Professor Ann McNeill, lead review author from King’s College London, said there was evidence that standardised packaging made people less likely to be motivated to smoke and reduced cravings for tobacco.

The health warnings, which have to cover 65% of the front and back of packs, were prominently in people’s eye lines, she said. But there was room for further changes to cigarette packs.

While the debate continues, it is proven that clinical hypnotherapy is three times more likely to make people quit smoking, says the National Council for Hypnotherapy.

Says the NCH: “Did you know that your physical addiction to cigarettes can be over after just one week? And research shows that by quitting smoking with hypnosis you are three times more likely to give up than if you used nicotine patches.”

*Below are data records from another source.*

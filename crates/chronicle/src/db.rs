//! Database connection utilities.

use std::time::Duration;

use sea_orm::{ConnectOptions, Database, DatabaseConnection, DbErr};

/// Default pool ceiling.
pub const DEFAULT_MAX_CONNECTIONS: u32 = 25;

/// Default connection lifetime before recycling.
pub const DEFAULT_MAX_LIFETIME: Duration = Duration::from_secs(300);

/// Connection pool settings.
#[derive(Debug, Clone, PartialEq, Eq)]
pub struct DatabaseSettings {
    /// Connection string (e.g. `sqlite:///path/to/db?mode=rwc` or `postgres:///chronicle`).
    pub url: String,
    pub max_connections: u32,
    pub min_connections: u32,
    pub max_lifetime: Duration,
}

impl DatabaseSettings {
    pub fn new(url: impl Into<String>) -> Self {
        Self {
            url: url.into(),
            max_connections: DEFAULT_MAX_CONNECTIONS,
            min_connections: 0,
            max_lifetime: DEFAULT_MAX_LIFETIME,
        }
    }

    fn is_in_memory(&self) -> bool {
        self.url.contains(":memory:") || self.url.contains("mode=memory")
    }

    /// `(max, min)` pool bounds. In-memory SQLite is pinned to one
    /// connection, since every other connection would see its own empty
    /// database.
    fn pool_bounds(&self) -> (u32, u32) {
        let max = if self.is_in_memory() {
            1
        } else {
            self.max_connections.max(1)
        };
        (max, self.min_connections.min(max))
    }

    fn connect_options(&self) -> ConnectOptions {
        let (max, min) = self.pool_bounds();
        let mut opts = ConnectOptions::new(self.url.clone());
        opts.max_connections(max)
            .min_connections(min)
            .max_lifetime(self.max_lifetime)
            .sqlx_logging(false);
        opts
    }
}

/// SQLite pools built from sqlx connect options, so the pragmas apply to
/// every pooled connection rather than only the first:
/// - `journal_mode=WAL` for concurrent readers alongside one writer
/// - `busy_timeout=5000` to wait on locks instead of failing immediately
/// - `synchronous=NORMAL`, safe under WAL
#[cfg(feature = "sqlite")]
mod sqlite {
    use std::str::FromStr;
    use std::time::Duration;

    use sea_orm::{DatabaseConnection, DbErr, RuntimeErr, SqlxSqliteConnector};
    use sqlx::ConnectOptions as _;
    use sqlx::sqlite::{
        SqliteConnectOptions, SqliteJournalMode, SqlitePoolOptions, SqliteSynchronous,
    };

    use super::DatabaseSettings;

    const BUSY_TIMEOUT: Duration = Duration::from_secs(5);

    fn conn_err(e: sqlx::Error) -> DbErr {
        DbErr::Conn(RuntimeErr::Internal(e.to_string()))
    }

    pub(super) async fn connect(settings: &DatabaseSettings) -> Result<DatabaseConnection, DbErr> {
        let options = SqliteConnectOptions::from_str(&settings.url)
            .map_err(conn_err)?
            .journal_mode(SqliteJournalMode::Wal)
            .synchronous(SqliteSynchronous::Normal)
            .busy_timeout(BUSY_TIMEOUT)
            .foreign_keys(true)
            .disable_statement_logging();

        let (max, min) = settings.pool_bounds();
        let pool = SqlitePoolOptions::new()
            .max_connections(max)
            .min_connections(min)
            .max_lifetime(settings.max_lifetime)
            .connect_with(options)
            .await
            .map_err(conn_err)?;

        Ok(SqlxSqliteConnector::from_sqlx_sqlite_pool(pool))
    }
}

/// Establish a connection with default pool settings.
///
/// # Errors
/// Returns `DbErr` if the connection cannot be established.
pub async fn connect(database_url: &str) -> Result<DatabaseConnection, DbErr> {
    connect_with(&DatabaseSettings::new(database_url)).await
}

/// Establish a connection using explicit pool settings.
///
/// SQLite connections are opened with WAL mode, a 5 second busy timeout and
/// NORMAL synchronous mode.
///
/// # Errors
/// Returns `DbErr` if the connection cannot be established.
pub async fn connect_with(settings: &DatabaseSettings) -> Result<DatabaseConnection, DbErr> {
    #[cfg(feature = "sqlite")]
    let db = if settings.url.starts_with("sqlite:") {
        sqlite::connect(settings).await?
    } else {
        Database::connect(settings.connect_options()).await?
    };
    #[cfg(not(feature = "sqlite"))]
    let db = Database::connect(settings.connect_options()).await?;

    tracing::debug!(
        max_connections = settings.max_connections,
        "Database connection established"
    );
    Ok(db)
}

/// Establish a connection and run all pending migrations.
///
/// # Errors
/// Returns `DbErr` if the connection cannot be established or migrations fail.
///
/// # Example
/// ```ignore
/// let db = chronicle::connect_and_migrate("sqlite::memory:").await?;
/// ```
#[cfg(feature = "migrate")]
pub async fn connect_and_migrate(database_url: &str) -> Result<DatabaseConnection, DbErr> {
    connect_and_migrate_with(&DatabaseSettings::new(database_url)).await
}

/// [`connect_with`] followed by all pending migrations.
#[cfg(feature = "migrate")]
pub async fn connect_and_migrate_with(
    settings: &DatabaseSettings,
) -> Result<DatabaseConnection, DbErr> {
    use sea_orm_migration::MigratorTrait;

    let db = connect_with(settings).await?;
    crate::migration::Migrator::up(&db, None).await?;
    Ok(db)
}

#[cfg(test)]
mod tests {
    use super::*;

    #[test]
    fn in_memory_urls_are_pinned_to_one_connection() {
        let settings = DatabaseSettings::new("sqlite::memory:");
        assert!(settings.is_in_memory());
        assert_eq!(settings.pool_bounds(), (1, 0));
        assert_eq!(settings.connect_options().get_max_connections(), Some(1));

        let file = DatabaseSettings::new("sqlite:///tmp/chronicle.db?mode=rwc");
        assert!(!file.is_in_memory());
        assert_eq!(
            file.connect_options().get_max_connections(),
            Some(DEFAULT_MAX_CONNECTIONS)
        );
    }

    #[test]
    fn min_connections_never_exceed_max() {
        let mut settings = DatabaseSettings::new("postgres://localhost/chronicle");
        settings.max_connections = 4;
        settings.min_connections = 10;
        assert_eq!(settings.pool_bounds(), (4, 4));
    }

    #[cfg(feature = "sqlite")]
    #[tokio::test]
    async fn every_pooled_sqlite_connection_gets_the_pragmas() {
        use sea_orm::{ConnectionTrait, DbBackend, Statement, TransactionTrait};

        let path = std::env::temp_dir().join(format!(
            "chronicle-pragmas-{}.db",
            std::process::id()
        ));
        let mut settings = DatabaseSettings::new(format!("sqlite://{}?mode=rwc", path.display()));
        settings.max_connections = 2;
        let db = connect_with(&settings).await.expect("connect");

        // Hold one connection so the pragma reads below run on the other.
        let txn = db.begin().await.expect("begin");
        let pragma = |name: &str| Statement::from_string(DbBackend::Sqlite, format!("PRAGMA {name}"));

        let row = db
            .query_one(pragma("synchronous"))
            .await
            .expect("query")
            .expect("row");
        let synchronous: i32 = row.try_get_by_index(0).expect("synchronous");
        let row = db
            .query_one(pragma("busy_timeout"))
            .await
            .expect("query")
            .expect("row");
        let busy_timeout: i32 = row.try_get_by_index(0).expect("busy_timeout");
        let row = db
            .query_one(pragma("journal_mode"))
            .await
            .expect("query")
            .expect("row");
        let journal_mode: String = row.try_get_by_index(0).expect("journal_mode");

        txn.rollback().await.expect("rollback");
        db.close().await.expect("close");
        for suffix in ["", "-wal", "-shm"] {
            let _ = std::fs::remove_file(format!("{}{suffix}", path.display()));
        }

        // NORMAL
        assert_eq!(synchronous, 1);
        assert_eq!(busy_timeout, 5000);
        assert_eq!(journal_mode.to_ascii_lowercase(), "wal");
    }

    #[tokio::test]
    async fn connect_returns_error_for_invalid_database_url() {
        let err = connect("this-is-not-a-db-url")
            .await
            .expect_err("invalid URL should error");
        let msg = err.to_string().to_ascii_lowercase();
        assert!(
            msg.contains("error") || msg.contains("invalid"),
            "unexpected error message: {err}"
        );
    }
}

Regarding treatment for smoking, the NCH adds: “It may only be a one session treatment as smoking is a habit that you can give up for good, so the therapist may use what is known as aversion techniques which will put you off having another cigarette. The therapist will assess your habit and write a treatment plan for you based on a range of different techniques. Each hypnotherapist will work with you differently.

“Your hypnotherapist will then assess your commitment to the treatment, as the desire to stop the behaviour or change the behaviour must come from you. If you want to give up smoking for someone else, it is unlikely to work.”